Había sólo un reducto de enfrentamiento entre los miles de reductos como aquél dispersos por el Kalaul. Pero todos eran, sabía Cnaiür, el centro. Docenas de Caballeros Shriah se arremolinaban a su alrededor con los rostros inexpresivos y cautelosos, los ojos abiertos con una preocupación concentrada.

Algo iba a suceder.

—Pero ¡debe morir, Gran Maestro! —gritó Sarcellus—. ¡Mátalo y salva la Guerra Santa!

Gotian miró nerviosamente a Cnaiür antes de volver a girarse hacia su Caballero–Comandante.

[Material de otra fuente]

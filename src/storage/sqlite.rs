//! SQLite storage implementation

use crate::storage::schema::initialize_schema;
use crate::storage::traits::{Storage, StorageResult};
use crate::storage::{ArticleRecord, FileRecord, ImageRecord, VectorRecord, WebsiteRecord};
use chrono::{DateTime, Utc};
use rusqlite::{params, Connection, OptionalExtension, Row, ToSql};
use std::path::Path;

/// SQLite storage backend
pub struct SqliteStorage {
    conn: Connection,
}

impl SqliteStorage {
    /// Opens (or creates) the database at `path` and initializes the schema
    pub fn new(path: &Path) -> StorageResult<Self> {
        let conn = Connection::open(path)?;
        conn.execute_batch(
            "
            PRAGMA journal_mode = WAL;
            PRAGMA synchronous = NORMAL;
            PRAGMA temp_store = MEMORY;
        ",
        )?;
        initialize_schema(&conn)?;
        Ok(Self { conn })
    }

    /// Creates an in-memory database (for testing)
    pub fn new_in_memory() -> StorageResult<Self> {
        let conn = Connection::open_in_memory()?;
        initialize_schema(&conn)?;
        Ok(Self { conn })
    }

    fn website_from_row(&self, row: &Row) -> rusqlite::Result<WebsiteRecord> {
        Ok(WebsiteRecord {
            url: row.get(0)?,
            name: row.get(1)?,
            domain: row.get(2)?,
            language: row.get(3)?,
            keywords: decode_list(&row.get::<_, String>(4)?),
            articles: Vec::new(),
            images: Vec::new(),
            files: Vec::new(),
        })
    }

    fn load_website_refs(&self, record: &mut WebsiteRecord) -> StorageResult<()> {
        record.articles = self.ref_column(
            "SELECT article_uid FROM website_articles WHERE website_url = ?1",
            &record.url,
        )?;
        record.images = self.ref_column(
            "SELECT image_url FROM website_images WHERE website_url = ?1",
            &record.url,
        )?;
        record.files = self.ref_column(
            "SELECT file_url FROM website_files WHERE website_url = ?1",
            &record.url,
        )?;
        Ok(())
    }

    fn ref_column(&self, sql: &str, key: &str) -> StorageResult<Vec<String>> {
        let mut stmt = self.conn.prepare(sql)?;
        let rows = stmt.query_map(params![key], |row| row.get::<_, String>(0))?;
        Ok(rows.collect::<rusqlite::Result<Vec<_>>>()?)
    }

    fn website_rows(&self, sql: &str, args: &[&dyn ToSql]) -> StorageResult<Vec<WebsiteRecord>> {
        let mut stmt = self.conn.prepare(sql)?;
        let rows = stmt.query_map(args, |row| self.website_from_row(row))?;
        let mut records = rows.collect::<rusqlite::Result<Vec<_>>>()?;
        for record in &mut records {
            self.load_website_refs(record)?;
        }
        Ok(records)
    }

    fn article_rows(&self, sql: &str, args: &[&dyn ToSql]) -> StorageResult<Vec<ArticleRecord>> {
        let mut stmt = self.conn.prepare(sql)?;
        let rows = stmt.query_map(args, article_from_row)?;
        let mut records = rows.collect::<rusqlite::Result<Vec<_>>>()?;
        for record in &mut records {
            record.images = self.ref_column(
                "SELECT image_url FROM article_images WHERE article_uid = ?1",
                &record.uid,
            )?;
        }
        Ok(records)
    }

    fn replace_refs(&self, delete_sql: &str, insert_sql: &str, key: &str, refs: &[String]) -> StorageResult<()> {
        self.conn.execute(delete_sql, params![key])?;
        for value in refs {
            self.conn.execute(insert_sql, params![key, value])?;
        }
        Ok(())
    }

    fn count(&self, table: &str) -> StorageResult<u64> {
        let sql = format!("SELECT COUNT(*) FROM {}", table);
        let n: i64 = self.conn.query_row(&sql, [], |row| row.get(0))?;
        Ok(n as u64)
    }
}

const ARTICLE_COLUMNS: &str =
    "uid, url, name, text, link, links, keywords, language, domain, source_date";

fn article_from_row(row: &Row) -> rusqlite::Result<ArticleRecord> {
    let source_date: String = row.get(9)?;
    Ok(ArticleRecord {
        uid: row.get(0)?,
        url: row.get(1)?,
        name: row.get(2)?,
        text: row.get(3)?,
        link: row.get(4)?,
        links: decode_list(&row.get::<_, String>(5)?),
        keywords: decode_list(&row.get::<_, String>(6)?),
        language: row.get(7)?,
        domain: row.get(8)?,
        source_date: DateTime::parse_from_rfc3339(&source_date)
            .map(|d| d.with_timezone(&Utc))
            .unwrap_or_else(|_| Utc::now()),
        images: Vec::new(),
    })
}

fn encode_list(values: &[String]) -> String {
    serde_json::to_string(values).unwrap_or_else(|_| "[]".to_string())
}

fn decode_list(raw: &str) -> Vec<String> {
    serde_json::from_str(raw).unwrap_or_default()
}

/// Quoted-token LIKE pattern matching one keyword inside a JSON array column
fn keyword_pattern(keyword: &str) -> String {
    format!("%\"{}\"%", keyword.to_lowercase())
}

fn now() -> String {
    Utc::now().to_rfc3339()
}

impl Storage for SqliteStorage {
    // ===== Run Management =====

    fn create_run(&mut self, config_hash: &str) -> StorageResult<i64> {
        self.conn.execute(
            "INSERT INTO runs (started_at, config_hash, status) VALUES (?1, ?2, 'running')",
            params![now(), config_hash],
        )?;
        Ok(self.conn.last_insert_rowid())
    }

    fn complete_run(&mut self, run_id: i64) -> StorageResult<()> {
        self.conn.execute(
            "UPDATE runs SET status = 'completed', finished_at = ?1 WHERE id = ?2",
            params![now(), run_id],
        )?;
        Ok(())
    }

    // ===== Upserts =====

    fn upsert_website(&mut self, record: &WebsiteRecord) -> StorageResult<()> {
        let ts = now();
        self.conn.execute(
            "INSERT INTO websites (url, name, domain, language, keywords, created_at, updated_at)
             VALUES (?1, ?2, ?3, ?4, ?5, ?6, ?6)
             ON CONFLICT(url) DO UPDATE SET
                 name = excluded.name,
                 domain = excluded.domain,
                 language = excluded.language,
                 keywords = excluded.keywords,
                 updated_at = excluded.updated_at",
            params![
                record.url,
                record.name,
                record.domain,
                record.language,
                encode_list(&record.keywords),
                ts,
            ],
        )?;

        self.replace_refs(
            "DELETE FROM website_articles WHERE website_url = ?1",
            "INSERT OR IGNORE INTO website_articles (website_url, article_uid) VALUES (?1, ?2)",
            &record.url,
            &record.articles,
        )?;
        self.replace_refs(
            "DELETE FROM website_images WHERE website_url = ?1",
            "INSERT OR IGNORE INTO website_images (website_url, image_url) VALUES (?1, ?2)",
            &record.url,
            &record.images,
        )?;
        self.replace_refs(
            "DELETE FROM website_files WHERE website_url = ?1",
            "INSERT OR IGNORE INTO website_files (website_url, file_url) VALUES (?1, ?2)",
            &record.url,
            &record.files,
        )?;
        Ok(())
    }

    fn upsert_article(&mut self, record: &ArticleRecord) -> StorageResult<()> {
        let ts = now();
        self.conn.execute(
            "INSERT INTO articles
                 (uid, url, name, text, link, links, keywords, language, domain, source_date,
                  created_at, updated_at)
             VALUES (?1, ?2, ?3, ?4, ?5, ?6, ?7, ?8, ?9, ?10, ?11, ?11)
             ON CONFLICT(uid) DO UPDATE SET
                 url = excluded.url,
                 name = excluded.name,
                 text = excluded.text,
                 link = excluded.link,
                 links = excluded.links,
                 keywords = excluded.keywords,
                 language = excluded.language,
                 domain = excluded.domain,
                 source_date = excluded.source_date,
                 updated_at = excluded.updated_at",
            params![
                record.uid,
                record.url,
                record.name,
                record.text,
                record.link,
                encode_list(&record.links),
                encode_list(&record.keywords),
                record.language,
                record.domain,
                record.source_date.to_rfc3339(),
                ts,
            ],
        )?;

        self.replace_refs(
            "DELETE FROM article_images WHERE article_uid = ?1",
            "INSERT OR IGNORE INTO article_images (article_uid, image_url) VALUES (?1, ?2)",
            &record.uid,
            &record.images,
        )?;
        Ok(())
    }

    fn upsert_image(&mut self, record: &ImageRecord) -> StorageResult<()> {
        self.conn.execute(
            "INSERT INTO images (url, name, domain, keywords, language, created_at, updated_at)
             VALUES (?1, ?2, ?3, ?4, ?5, ?6, ?6)
             ON CONFLICT(url) DO UPDATE SET
                 name = excluded.name,
                 domain = excluded.domain,
                 keywords = excluded.keywords,
                 language = excluded.language,
                 updated_at = excluded.updated_at",
            params![
                record.url,
                record.name,
                record.domain,
                encode_list(&record.keywords),
                record.language,
                now(),
            ],
        )?;
        Ok(())
    }

    fn upsert_file(&mut self, record: &FileRecord) -> StorageResult<()> {
        self.conn.execute(
            "INSERT INTO files (url, name, domain, extension, keywords, language, created_at, updated_at)
             VALUES (?1, ?2, ?3, ?4, ?5, ?6, ?7, ?7)
             ON CONFLICT(url) DO UPDATE SET
                 name = excluded.name,
                 domain = excluded.domain,
                 extension = excluded.extension,
                 keywords = excluded.keywords,
                 language = excluded.language,
                 updated_at = excluded.updated_at",
            params![
                record.url,
                record.name,
                record.domain,
                record.extension,
                encode_list(&record.keywords),
                record.language,
                now(),
            ],
        )?;
        Ok(())
    }

    fn upsert_vector(&mut self, record: &VectorRecord) -> StorageResult<()> {
        let vector = serde_json::to_string(&record.vector)?;
        self.conn.execute(
            "INSERT INTO website_vectors (uid, url, name, domain, vector, created_at, updated_at)
             VALUES (?1, ?2, ?3, ?4, ?5, ?6, ?6)
             ON CONFLICT(uid) DO UPDATE SET
                 url = excluded.url,
                 name = excluded.name,
                 domain = excluded.domain,
                 vector = excluded.vector,
                 updated_at = excluded.updated_at",
            params![record.uid, record.url, record.name, record.domain, vector, now()],
        )?;
        Ok(())
    }

    // ===== Lookups =====

    fn get_website(&self, url: &str) -> StorageResult<Option<WebsiteRecord>> {
        let record = self
            .conn
            .query_row(
                "SELECT url, name, domain, language, keywords FROM websites WHERE url = ?1",
                params![url],
                |row| self.website_from_row(row),
            )
            .optional()?;

        match record {
            Some(mut record) => {
                self.load_website_refs(&mut record)?;
                Ok(Some(record))
            }
            None => Ok(None),
        }
    }

    fn get_article(&self, uid: &str) -> StorageResult<Option<ArticleRecord>> {
        let sql = format!("SELECT {} FROM articles WHERE uid = ?1", ARTICLE_COLUMNS);
        let mut records = self.article_rows(&sql, params![uid])?;
        Ok(records.pop())
    }

    fn get_image(&self, url: &str) -> StorageResult<Option<ImageRecord>> {
        let record = self
            .conn
            .query_row(
                "SELECT url, name, domain, keywords, language FROM images WHERE url = ?1",
                params![url],
                |row| {
                    Ok(ImageRecord {
                        url: row.get(0)?,
                        name: row.get(1)?,
                        domain: row.get(2)?,
                        keywords: decode_list(&row.get::<_, String>(3)?),
                        language: row.get(4)?,
                    })
                },
            )
            .optional()?;
        Ok(record)
    }

    fn get_file(&self, url: &str) -> StorageResult<Option<FileRecord>> {
        let record = self
            .conn
            .query_row(
                "SELECT url, name, domain, extension, keywords, language FROM files WHERE url = ?1",
                params![url],
                |row| {
                    Ok(FileRecord {
                        url: row.get(0)?,
                        name: row.get(1)?,
                        domain: row.get(2)?,
                        extension: row.get(3)?,
                        keywords: decode_list(&row.get::<_, String>(4)?),
                        language: row.get(5)?,
                    })
                },
            )
            .optional()?;
        Ok(record)
    }

    fn search_articles(&self, text: &str) -> StorageResult<Vec<ArticleRecord>> {
        let sql = format!(
            "SELECT {} FROM articles WHERE name LIKE ?1 OR text LIKE ?1",
            ARTICLE_COLUMNS
        );
        let pattern = format!("%{}%", text);
        self.article_rows(&sql, params![pattern])
    }

    fn find_articles_by_keyword(&self, keyword: &str) -> StorageResult<Vec<ArticleRecord>> {
        let sql = format!("SELECT {} FROM articles WHERE keywords LIKE ?1", ARTICLE_COLUMNS);
        let pattern = keyword_pattern(keyword);
        self.article_rows(&sql, params![pattern])
    }

    fn find_articles_by_language(&self, language: &str) -> StorageResult<Vec<ArticleRecord>> {
        let sql = format!("SELECT {} FROM articles WHERE language = ?1", ARTICLE_COLUMNS);
        self.article_rows(&sql, params![language])
    }

    fn find_articles_since(&self, since: DateTime<Utc>) -> StorageResult<Vec<ArticleRecord>> {
        let sql = format!("SELECT {} FROM articles WHERE source_date >= ?1", ARTICLE_COLUMNS);
        let cutoff = since.to_rfc3339();
        self.article_rows(&sql, params![cutoff])
    }

    fn find_websites_by_keyword(&self, keyword: &str) -> StorageResult<Vec<WebsiteRecord>> {
        let pattern = keyword_pattern(keyword);
        self.website_rows(
            "SELECT url, name, domain, language, keywords FROM websites WHERE keywords LIKE ?1",
            params![pattern],
        )
    }

    fn find_websites_by_language(&self, language: &str) -> StorageResult<Vec<WebsiteRecord>> {
        self.website_rows(
            "SELECT url, name, domain, language, keywords FROM websites WHERE language = ?1",
            params![language],
        )
    }

    fn sample_websites(&self, n: usize) -> StorageResult<Vec<String>> {
        let mut stmt = self
            .conn
            .prepare("SELECT url FROM websites ORDER BY RANDOM() LIMIT ?1")?;
        let rows = stmt.query_map(params![n as i64], |row| row.get::<_, String>(0))?;
        Ok(rows.collect::<rusqlite::Result<Vec<_>>>()?)
    }

    // ===== Counts =====

    fn count_websites(&self) -> StorageResult<u64> {
        self.count("websites")
    }

    fn count_articles(&self) -> StorageResult<u64> {
        self.count("articles")
    }

    fn count_images(&self) -> StorageResult<u64> {
        self.count("images")
    }

    fn count_files(&self) -> StorageResult<u64> {
        self.count("files")
    }
}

Se pasó los gruesos dedos por el corto cabello entrecano. Cnaiür siempre había pensado que el Gran Maestro Shriah era un hombre resuelto, pero ahora le parecía viejo e inseguro, incluso intimidado de algún extraño modo por el celo de su subordinado. Todos los Hombres del Colmillo habían sufrido, algunos más que otros, y algunos de un modo distinto que los demás. Gotian parecía tener las cicatrices en el espíritu.

—Aprecio tu preocupación, Sarcellus, pero se ha acordado que…

—Pero ¡eso es justamente lo que digo! El hechicero ofrece a los Grandes Nombres razones para liberar al Impostor. Les da incentivos. ¡Artificiosas historias de espías demoníacos que sólo el Impostor puede ver!

—¿Qué quieres decir? —espetó Cnaiür— ¿con que sólo él puede verlos?

Sarcellus se volvió hacia él de un modo que olía a recelo, aunque nada en él denotaba que estuviera inquieto.

—Eso es lo que dice el hechicero —dijo con un tono de burla.

—Quizá sí —respondió Cnaiür— pero te he seguido desde la cámara del consejo. El hechicero ha dicho solamente que hay espías entre nosotros, nada más.

—¿Estás sugiriendo —preguntó Gotian rápidamente— que mi Caballero–Comandante está mintiendo?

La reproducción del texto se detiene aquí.